I hope I did the right thing. I couldn't keep it all inside me any longer. When Billy Carmedy said what he said in class, I felt something break inside me. My mom and dad have been acting like nothing ever happened. As far as they're concerned, I guess I'm fixed. I feel like a washing machine. I made an ugly screechy sound and they called the repairman. Now, they can just get on with their 'washing' and life will settle back to normal.

Lord only knows what is going on inside my parent's heads. When my mother looks at me, it's with this frightened glance, but she can't keep eye contact with me for 10 seconds. And my dad, he just doesn't look at me at all. I know that if I went to them and promised that I wasn't gay anymore, that I would be their son again, they would open their arms. It might take my dad longer than my mom, but they want it so much. They'd pretend like it had never happened.

I had always wanted brothers and sisters, and now more than ever. If there were more kids in my house, maybe the spotlight would go off me. Maybe I'd have a brother who did drugs or a sister who slutted around. Anything to let me hide. But, I'm an only child and so, my every move was under the microscope. I couldn't blame anything on anyone else. Everything was always my fault.

I have so much school work to make up, but I have lots of time since I had to drop off the baseball team and drop out of scouts. I had rules on top of rules. They had to know who I was with and where I was going every minute of the day. Not that I got to go anywhere. I went to school and came home.

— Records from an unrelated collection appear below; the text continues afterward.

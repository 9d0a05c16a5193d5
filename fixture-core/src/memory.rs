//! In-memory database for fixtures and tests
//!
//! [`MemoryDatabase`] implements the read side ([`RowSource`]), the schema
//! side ([`ForeignKeyProvider`]) and the write side ([`RowSink`]) over
//! plain [`DefaultTable`]s. Primary keys and, optionally, foreign keys are
//! enforced so that operation ordering mistakes surface as errors.

use std::collections::HashMap;
use std::sync::atomic::{AtomicUsize, Ordering};
use std::sync::Arc;

use tracing::trace;

use crate::error::{Error, Result};
use crate::registry::{names_equal, OrderedTableNameMap};
use crate::schema::TableMetadata;
use crate::search::{ForeignKey, ForeignKeyProvider};
use crate::sink::RowSink;
use crate::source::{RowCursor, RowSource};
use crate::table::{DefaultTable, Table};
use crate::value::Value;

/// Cursor over a snapshot of an in-memory table
pub struct MemoryCursor {
    metadata: TableMetadata,
    rows: std::vec::IntoIter<Vec<Value>>,
    closes: Arc<AtomicUsize>,
}

impl MemoryCursor {
    /// Cursor over a copy of `table`; `closes` is bumped on close
    pub fn new(table: &DefaultTable, closes: Arc<AtomicUsize>) -> Self {
        Self {
            metadata: table.metadata().clone(),
            rows: table.rows().to_vec().into_iter(),
            closes,
        }
    }
}

impl RowCursor for MemoryCursor {
    fn metadata(&self) -> &TableMetadata {
        &self.metadata
    }

    fn next_row(&mut self) -> Result<Option<Vec<Value>>> {
        Ok(self.rows.next())
    }

    fn close(&mut self) -> Result<()> {
        self.closes.fetch_add(1, Ordering::SeqCst);
        Ok(())
    }
}

/// A small in-memory database
pub struct MemoryDatabase {
    tables: OrderedTableNameMap<DefaultTable>,
    queries: HashMap<String, DefaultTable>,
    foreign_keys: Vec<ForeignKey>,
    enforce_foreign_keys: bool,
    opened: AtomicUsize,
    closed: Arc<AtomicUsize>,
}

impl MemoryDatabase {
    /// Create an empty database
    pub fn new(case_sensitive: bool) -> Self {
        Self {
            tables: OrderedTableNameMap::new(case_sensitive),
            queries: HashMap::new(),
            foreign_keys: Vec::new(),
            enforce_foreign_keys: false,
            opened: AtomicUsize::new(0),
            closed: Arc::new(AtomicUsize::new(0)),
        }
    }

    /// Add a table with its rows
    pub fn with_table(mut self, table: DefaultTable) -> Result<Self> {
        let name = table.name().to_string();
        self.tables.add(name, table)?;
        Ok(self)
    }

    /// Register a canned result for a query text
    #[must_use]
    pub fn with_query(mut self, query: &str, result: DefaultTable) -> Self {
        self.queries.insert(query.to_string(), result);
        self
    }

    /// Declare a foreign key
    #[must_use]
    pub fn with_foreign_key(mut self, foreign_key: ForeignKey) -> Self {
        self.foreign_keys.push(foreign_key);
        self
    }

    /// Reject writes that break declared foreign keys
    #[must_use]
    pub fn enforcing_foreign_keys(mut self) -> Self {
        self.enforce_foreign_keys = true;
        self
    }

    /// Copy of a table's current content
    pub fn snapshot(&self, table: &str) -> Result<DefaultTable> {
        Ok(self.stored(table)?.clone())
    }

    /// Cursors opened so far
    pub fn opened_cursors(&self) -> usize {
        self.opened.load(Ordering::SeqCst)
    }

    /// Cursors closed so far
    pub fn closed_cursors(&self) -> usize {
        self.closed.load(Ordering::SeqCst)
    }

    fn case_sensitive(&self) -> bool {
        self.tables.case_sensitive()
    }

    fn stored(&self, table: &str) -> Result<&DefaultTable> {
        self.tables
            .get(table)
            .ok_or_else(|| Error::NoSuchTable(table.to_string()))
    }

    fn stored_mut(&mut self, table: &str) -> Result<&mut DefaultTable> {
        self.tables
            .get_mut(table)
            .ok_or_else(|| Error::NoSuchTable(table.to_string()))
    }

    fn cursor(&self, table: &DefaultTable) -> Box<dyn RowCursor> {
        self.opened.fetch_add(1, Ordering::SeqCst);
        Box::new(MemoryCursor::new(table, Arc::clone(&self.closed)))
    }

    /// Lay `values` (in `metadata` column order) out in stored column order
    fn to_stored_row(&self, metadata: &TableMetadata, values: &[Value]) -> Result<Vec<Value>> {
        let stored = self.stored(metadata.table_name())?.metadata();
        let mut row = vec![Value::Null; stored.column_count()];
        for (column, value) in metadata.columns().iter().zip(values) {
            row[stored.column_index(&column.name)?] = value.clone();
        }
        Ok(row)
    }

    /// Stored row positions whose primary key equals the one in `values`
    fn matching_rows(&self, metadata: &TableMetadata, values: &[Value]) -> Result<Vec<usize>> {
        if !metadata.has_primary_key() {
            return Err(Error::NoPrimaryKey(metadata.table_name().to_string()));
        }
        let stored = self.stored(metadata.table_name())?;
        let keys = metadata
            .primary_keys()
            .iter()
            .map(|k| {
                Ok((
                    values[metadata.column_index(k)?].clone(),
                    stored.metadata().column_index(k)?,
                ))
            })
            .collect::<Result<Vec<_>>>()?;

        Ok(stored
            .rows()
            .iter()
            .enumerate()
            .filter(|(_, row)| {
                keys.iter()
                    .all(|(value, index)| row[*index].natural_cmp(value).is_eq())
            })
            .map(|(i, _)| i)
            .collect())
    }

    fn column_contains(&self, table: &str, column: &str, value: &Value) -> Result<bool> {
        let stored = self.stored(table)?;
        let index = stored.metadata().column_index(column)?;
        let found = stored.rows().iter().any(|r| r[index].natural_cmp(value).is_eq());
        Ok(found)
    }

    /// Every non-null foreign key value of `row` must exist in its parent
    fn check_parents(&self, table: &str, row: &[Value]) -> Result<()> {
        if !self.enforce_foreign_keys {
            return Ok(());
        }
        let metadata = self.stored(table)?.metadata();
        let declared = self
            .foreign_keys
            .iter()
            .filter(|fk| self.same_table(&fk.fk_table, table));
        for fk in declared {
            let value = &row[metadata.column_index(&fk.fk_column)?];
            if !value.is_null() && !self.column_contains(&fk.pk_table, &fk.pk_column, value)? {
                return Err(violation(fk, value));
            }
        }
        Ok(())
    }

    /// No other table may still reference the given rows of `table`
    fn check_children(&self, table: &str, rows: &[usize]) -> Result<()> {
        if !self.enforce_foreign_keys {
            return Ok(());
        }
        let stored = self.stored(table)?;
        for fk in self.foreign_keys.iter().filter(|fk| {
            self.same_table(&fk.pk_table, table) && !self.same_table(&fk.fk_table, table)
        }) {
            let index = stored.metadata().column_index(&fk.pk_column)?;
            for &row in rows {
                let value = &stored.rows()[row][index];
                if !value.is_null() && self.column_contains(&fk.fk_table, &fk.fk_column, value)? {
                    return Err(violation(fk, value));
                }
            }
        }
        Ok(())
    }

    fn same_table(&self, a: &str, b: &str) -> bool {
        names_equal(a, b, self.case_sensitive())
    }
}

fn violation(fk: &ForeignKey, value: &Value) -> Error {
    Error::InvalidArgument(format!(
        "foreign key violation: {}.{} -> {}.{} (value {value})",
        fk.fk_table, fk.fk_column, fk.pk_table, fk.pk_column
    ))
}

impl RowSource for MemoryDatabase {
    fn table_names(&self) -> Result<Vec<String>> {
        Ok(self.tables.ordered_names())
    }

    fn table_metadata(&self, table: &str) -> Result<TableMetadata> {
        Ok(self.stored(table)?.metadata().clone())
    }

    fn open_table(&self, table: &str) -> Result<Box<dyn RowCursor>> {
        Ok(self.cursor(self.stored(table)?))
    }

    fn open_query(&self, table: &str, query: &str) -> Result<Box<dyn RowCursor>> {
        let result = self
            .queries
            .get(query)
            .ok_or_else(|| Error::InvalidArgument(format!("unknown query: {query}")))?;
        let renamed =
            DefaultTable::with_rows(result.metadata().renamed(table), result.rows().to_vec())?;
        Ok(self.cursor(&renamed))
    }
}

impl ForeignKeyProvider for MemoryDatabase {
    fn table_names(&self) -> Result<Vec<String>> {
        Ok(self.tables.ordered_names())
    }

    fn imported_keys(&self, table: &str) -> Result<Vec<ForeignKey>> {
        Ok(self
            .foreign_keys
            .iter()
            .filter(|fk| self.same_table(&fk.fk_table, table))
            .cloned()
            .collect())
    }

    fn exported_keys(&self, table: &str) -> Result<Vec<ForeignKey>> {
        Ok(self
            .foreign_keys
            .iter()
            .filter(|fk| self.same_table(&fk.pk_table, table))
            .cloned()
            .collect())
    }
}

impl RowSink for MemoryDatabase {
    fn resolve_metadata(&self, metadata: &TableMetadata) -> Result<TableMetadata> {
        let stored = self.stored(metadata.table_name())?.metadata();
        let indices = metadata
            .columns()
            .iter()
            .map(|c| stored.column_index(&c.name))
            .collect::<Result<Vec<_>>>()?;
        stored.project(&indices)
    }

    fn insert_row(&mut self, metadata: &TableMetadata, values: &[Value]) -> Result<()> {
        let table = metadata.table_name();
        let row = self.to_stored_row(metadata, values)?;
        if metadata.has_primary_key() && !self.matching_rows(metadata, values)?.is_empty() {
            return Err(Error::InvalidArgument(format!(
                "duplicate primary key in table {table}"
            )));
        }
        self.check_parents(table, &row)?;
        trace!(table = %table, "insert row");
        self.stored_mut(table)?.add_row(row)
    }

    fn update_row(&mut self, metadata: &TableMetadata, values: &[Value]) -> Result<usize> {
        let table = metadata.table_name();
        let matches = self.matching_rows(metadata, values)?;
        let update = self.to_stored_row(metadata, values)?;
        self.check_parents(table, &update)?;

        let positions = metadata
            .columns()
            .iter()
            .map(|c| self.stored(table)?.metadata().column_index(&c.name))
            .collect::<Result<Vec<_>>>()?;
        let stored = self.stored_mut(table)?;
        for &row in &matches {
            for &index in &positions {
                stored.rows_mut()[row][index] = update[index].clone();
            }
        }
        Ok(matches.len())
    }

    fn delete_row(&mut self, metadata: &TableMetadata, values: &[Value]) -> Result<usize> {
        let table = metadata.table_name();
        let matches = self.matching_rows(metadata, values)?;
        self.check_children(table, &matches)?;

        let rows = self.stored_mut(table)?.rows_mut();
        for &row in matches.iter().rev() {
            rows.remove(row);
        }
        Ok(matches.len())
    }

    fn row_exists(&mut self, metadata: &TableMetadata, values: &[Value]) -> Result<bool> {
        Ok(!self.matching_rows(metadata, values)?.is_empty())
    }

    fn delete_all(&mut self, metadata: &TableMetadata) -> Result<()> {
        let table = metadata.table_name();
        let all: Vec<usize> = (0..self.stored(table)?.rows().len()).collect();
        self.check_children(table, &all)?;
        self.stored_mut(table)?.rows_mut().clear();
        Ok(())
    }

    fn truncate(&mut self, metadata: &TableMetadata) -> Result<()> {
        self.delete_all(metadata)
    }
}

#[cfg(test)]
mod tests {
    use super::*;
    use crate::schema::{Column, DataType};

    fn parent_child() -> MemoryDatabase {
        let parent = TableMetadata::new("parent", vec![Column::new("id", DataType::Integer, false)])
            .unwrap()
            .with_primary_keys(&["id"])
            .unwrap();
        let child = TableMetadata::new(
            "child",
            vec![
                Column::new("id", DataType::Integer, false),
                Column::new("parent_id", DataType::Integer, true),
            ],
        )
        .unwrap()
        .with_primary_keys(&["id"])
        .unwrap();
        MemoryDatabase::new(false)
            .with_table(DefaultTable::new(parent))
            .unwrap()
            .with_table(DefaultTable::new(child))
            .unwrap()
            .with_foreign_key(ForeignKey::new("child", "parent_id", "parent", "id"))
            .enforcing_foreign_keys()
    }

    #[test]
    fn test_foreign_keys_enforced() {
        let mut db = parent_child();
        let parent = db.table_metadata("parent").unwrap();
        let child = db.table_metadata("child").unwrap();

        let orphan = db.insert_row(&child, &[Value::Int(1), Value::Int(7)]);
        assert!(matches!(orphan, Err(Error::InvalidArgument(_))));

        db.insert_row(&parent, &[Value::Int(7)]).unwrap();
        db.insert_row(&child, &[Value::Int(1), Value::Int(7)]).unwrap();
        assert!(db.delete_all(&parent).is_err());

        db.delete_all(&child).unwrap();
        db.delete_all(&parent).unwrap();
        assert_eq!(db.snapshot("parent").unwrap().rows().len(), 0);
    }

    #[test]
    fn test_update_and_delete_by_key() {
        let mut db = parent_child();
        let parent = db.table_metadata("parent").unwrap();
        let child = db.table_metadata("child").unwrap();
        db.insert_row(&parent, &[Value::Int(1)]).unwrap();
        db.insert_row(&parent, &[Value::Int(2)]).unwrap();
        db.insert_row(&child, &[Value::Int(10), Value::Int(1)]).unwrap();

        let moved = db.update_row(&child, &[Value::Int(10), Value::Int(2)]).unwrap();
        assert_eq!(moved, 1);
        let snapshot = db.snapshot("child").unwrap();
        assert_eq!(snapshot.value(0, "parent_id").unwrap(), Value::Int(2));
        let missing = db.update_row(&child, &[Value::Int(11), Value::Int(2)]).unwrap();
        assert_eq!(missing, 0);

        assert_eq!(db.delete_row(&parent, &[Value::Int(1)]).unwrap(), 1);
        assert!(db.row_exists(&parent, &[Value::Int(2)]).unwrap());
        assert!(!db.row_exists(&parent, &[Value::Int(1)]).unwrap());
        assert!(db.insert_row(&parent, &[Value::Int(2)]).is_err());
    }

    #[test]
    fn test_key_lookup() {
        let db = parent_child();
        let imported = db.imported_keys("CHILD").unwrap();
        assert_eq!(imported.len(), 1);
        assert_eq!(imported[0].pk_table, "parent");
        assert_eq!(db.exported_keys("parent").unwrap().len(), 1);
        assert!(db.exported_keys("child").unwrap().is_empty());
    }
}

My friends had all welcomed me back, but the way I looked now, my shaved head and my plain clothes and my silence, had made them back off. I wasn't the same boy I had been when I left. I just said that my time away had made me really tired and I wasn't gonna be going out for awhile. It was really lame, but, sadly, I found that no one really cared. I had been gone for a long time and my friends had kinda moved on without me. It was then that I realized that I didn't really have any close friends, friends I confided in. I didn't miss any of them, except for the fun times we used to have.

I hurt Sissy. She's a really sweet girl who had pushed and pushed to try to get close to me. All her friends had had sex and she wanted it too so she could be part of the talk. I'm ashamed that I had let her blow me and I felt her up just so no one would question me. All that was over now. I had broken up with her, claiming that I'd thought about her a lot when I'd been gone and realized she needed more than I could offer her. She tried to argue me out of it but I was firm. I didn't need a girlfriend.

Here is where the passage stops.